Records provided –
....
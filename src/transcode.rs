//! # Transcode Pipeline
//!
//! A [`TranscodeJob`] owns one encoder process. Raw source bytes are pumped
//! into the encoder's stdin by a feeder task as they arrive, and encoded bytes
//! are pulled from its stdout by the caller, so neither side is buffered as a
//! whole.
//!
//! ```text
//! SourceReader --feeder task--> [encoder stdin]  encoder  [stdout] --next_chunk()--> caller
//!                                                   |
//!                                                [stderr] --> tail kept for error reports
//! ```
//!
//! The process is spawned with `kill_on_drop`, and the feeder and stderr
//! tasks are aborted when the job is dropped, so every exit path (success,
//! source failure, idle timeout, caller cancellation) tears the process down.

use std::{
    process::Stdio,
    sync::atomic::{AtomicUsize, Ordering},
    time::Duration,
};

use bytes::{Bytes, BytesMut};
use reqwest::Client;
use tokio::{
    io::{AsyncReadExt, AsyncWriteExt},
    process::{Child, ChildStdout, Command},
    task::JoinHandle,
    time::timeout,
};
use tracing::{debug, info, warn};

use crate::{
    config::EncoderSettings,
    error::{StreamError, StreamResult},
    types::{ProviderSource, SourceLocator},
};

const CHUNK_SIZE: usize = 64 * 1024;
const STDERR_TAIL: usize = 4 * 1024;

/// Single-use reader over a located raw-audio source.
pub enum SourceReader {
    Http(reqwest::Response),
    File(tokio::fs::File),
}

impl SourceReader {
    pub async fn open(locator: &SourceLocator, client: &Client) -> StreamResult<Self> {
        match locator {
            SourceLocator::Http(url) => {
                let res = client
                    .get(url)
                    .send()
                    .await
                    .map_err(|e| StreamError::SourceRead(e.to_string()))?;
                if !res.status().is_success() {
                    return Err(StreamError::SourceRead(format!(
                        "source download returned {}",
                        res.status()
                    )));
                }
                Ok(SourceReader::Http(res))
            }
            SourceLocator::File(path) => tokio::fs::File::open(path)
                .await
                .map(SourceReader::File)
                .map_err(|e| StreamError::SourceRead(format!("{}: {}", path.display(), e))),
        }
    }

    /// Next slice of raw bytes, `None` at the end of the source.
    pub async fn next_chunk(&mut self) -> StreamResult<Option<Bytes>> {
        match self {
            SourceReader::Http(res) => res
                .chunk()
                .await
                .map_err(|e| StreamError::SourceRead(e.to_string())),
            SourceReader::File(file) => {
                let mut buf = BytesMut::with_capacity(CHUNK_SIZE);
                let n = file
                    .read_buf(&mut buf)
                    .await
                    .map_err(|e| StreamError::SourceRead(e.to_string()))?;
                Ok((n > 0).then(|| buf.freeze()))
            }
        }
    }
}

/// Spawns encoder jobs with one fixed configuration.
pub struct Transcoder {
    settings: EncoderSettings,
    client: Client,
    spawned: AtomicUsize,
}

impl Transcoder {
    /// `client` is used for HTTP sources; it should not carry a total request
    /// timeout, since downloads are bounded by the encoder idle timeout instead.
    pub fn new(settings: EncoderSettings, client: Client) -> Self {
        Self {
            settings,
            client,
            spawned: AtomicUsize::new(0),
        }
    }

    pub fn bitrate(&self) -> &str {
        &self.settings.bitrate
    }

    /// Number of encoder processes spawned so far.
    pub fn jobs_started(&self) -> usize {
        self.spawned.load(Ordering::SeqCst)
    }

    /// Opens `source` and starts encoding it at the configured bitrate.
    pub async fn transcode(&self, source: &ProviderSource) -> StreamResult<TranscodeJob> {
        let reader = SourceReader::open(&source.locator, &self.client).await?;

        let mut child = Command::new(&self.settings.program)
            .args(self.settings.resolved_args())
            .stdin(Stdio::piped())
            .stdout(Stdio::piped())
            .stderr(Stdio::piped())
            .kill_on_drop(true)
            .spawn()
            .map_err(|e| {
                StreamError::EncodeProcess(format!(
                    "failed to spawn {}: {}",
                    self.settings.program.display(),
                    e
                ))
            })?;
        self.spawned.fetch_add(1, Ordering::SeqCst);
        info!(
            provider = %source.provider,
            bitrate = %self.settings.bitrate,
            pid = child.id(),
            "transcode: encoder started"
        );

        let (Some(stdin), Some(stdout), Some(stderr)) =
            (child.stdin.take(), child.stdout.take(), child.stderr.take())
        else {
            return Err(StreamError::EncodeProcess("encoder pipes unavailable".into()));
        };

        let feeder = tokio::spawn(feed(reader, stdin));
        let stderr = tokio::spawn(collect_tail(stderr));

        Ok(TranscodeJob {
            child,
            stdout,
            feeder: Some(feeder),
            stderr: Some(stderr),
            idle_timeout: self.settings.idle_timeout,
            finished: false,
        })
    }
}

async fn feed(mut reader: SourceReader, mut stdin: tokio::process::ChildStdin) -> StreamResult<u64> {
    let mut fed = 0u64;
    while let Some(chunk) = reader.next_chunk().await? {
        if let Err(e) = stdin.write_all(&chunk).await {
            // the encoder stopped reading; its exit status decides the outcome
            debug!(error = %e, fed, "transcode: encoder closed stdin");
            return Ok(fed);
        }
        fed += chunk.len() as u64;
    }
    // closing stdin is the encoder's end-of-input
    drop(stdin);
    Ok(fed)
}

async fn collect_tail(mut stderr: tokio::process::ChildStderr) -> String {
    let mut tail = Vec::new();
    let mut buf = [0u8; 1024];
    while let Ok(n) = stderr.read(&mut buf).await {
        if n == 0 {
            break;
        }
        tail.extend_from_slice(&buf[..n]);
        if tail.len() > STDERR_TAIL {
            tail.drain(..tail.len() - STDERR_TAIL);
        }
    }
    String::from_utf8_lossy(&tail).trim().to_string()
}

/// One running encoder process and its pipes.
pub struct TranscodeJob {
    child: Child,
    stdout: ChildStdout,
    feeder: Option<JoinHandle<StreamResult<u64>>>,
    stderr: Option<JoinHandle<String>>,
    idle_timeout: Duration,
    finished: bool,
}

impl TranscodeJob {
    /// Next encoded chunk; `None` once the encoder exited successfully.
    pub async fn next_chunk(&mut self) -> StreamResult<Option<Bytes>> {
        if self.finished {
            return Ok(None);
        }

        let mut buf = BytesMut::with_capacity(CHUNK_SIZE);
        match timeout(self.idle_timeout, self.stdout.read_buf(&mut buf)).await {
            Err(_) => {
                self.abort().await;
                Err(StreamError::Timeout(format!(
                    "encoder produced no output for {:?}",
                    self.idle_timeout
                )))
            }
            Ok(Err(e)) => {
                self.abort().await;
                Err(StreamError::EncodeProcess(format!(
                    "reading encoder output failed: {}",
                    e
                )))
            }
            Ok(Ok(0)) => self.finish().await.map(|_| None),
            Ok(Ok(_)) => Ok(Some(buf.freeze())),
        }
    }

    /// Settles a job whose stdout closed. The exit status is checked before
    /// the feeder is joined, and the feeder gets at most one idle interval to
    /// wind down, so a stalled source cannot hold a dead encoder's job open.
    async fn finish(&mut self) -> StreamResult<()> {
        self.finished = true;

        let status = match timeout(self.idle_timeout, self.child.wait()).await {
            Ok(Ok(status)) => status,
            Ok(Err(e)) => {
                self.abort().await;
                return Err(StreamError::EncodeProcess(format!(
                    "waiting for encoder failed: {}",
                    e
                )));
            }
            Err(_) => {
                self.abort().await;
                return Err(StreamError::Timeout("encoder did not exit".into()));
            }
        };

        if !status.success() {
            if let Some(feeder) = self.feeder.take() {
                feeder.abort();
            }
            let stderr = match self.stderr.take() {
                Some(task) => task.await.unwrap_or_default(),
                None => String::new(),
            };
            warn!(%status, stderr = %stderr, "transcode: encoder failed");
            return Err(StreamError::EncodeProcess(if stderr.is_empty() {
                format!("encoder exited with {}", status)
            } else {
                format!("encoder exited with {}: {}", status, stderr)
            }));
        }

        let Some(mut feeder) = self.feeder.take() else {
            return Ok(());
        };
        match timeout(self.idle_timeout, &mut feeder).await {
            Ok(Ok(Ok(fed))) => {
                debug!(fed, "transcode: source fully fed");
                Ok(())
            }
            Ok(Ok(Err(e))) => Err(e),
            Ok(Err(e)) => Err(StreamError::EncodeProcess(format!("feeder task failed: {}", e))),
            Err(_) => {
                feeder.abort();
                Err(StreamError::Timeout(format!(
                    "source stalled for {:?} after the encoder exited",
                    self.idle_timeout
                )))
            }
        }
    }

    /// Kills the encoder and stops pumping the source.
    pub async fn abort(&mut self) {
        self.finished = true;
        if let Some(feeder) = self.feeder.take() {
            feeder.abort();
        }
        if let Err(e) = self.child.kill().await {
            debug!(error = %e, "transcode: kill failed (already exited?)");
        }
    }
}

impl Drop for TranscodeJob {
    fn drop(&mut self) {
        if let Some(feeder) = self.feeder.take() {
            feeder.abort();
        }
        if let Some(stderr) = self.stderr.take() {
            stderr.abort();
        }
    }
}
....
Work order –
Please determine how many lines in the entries contain the word "TranscodeJob" and answer with the number alone.

Answer box –
6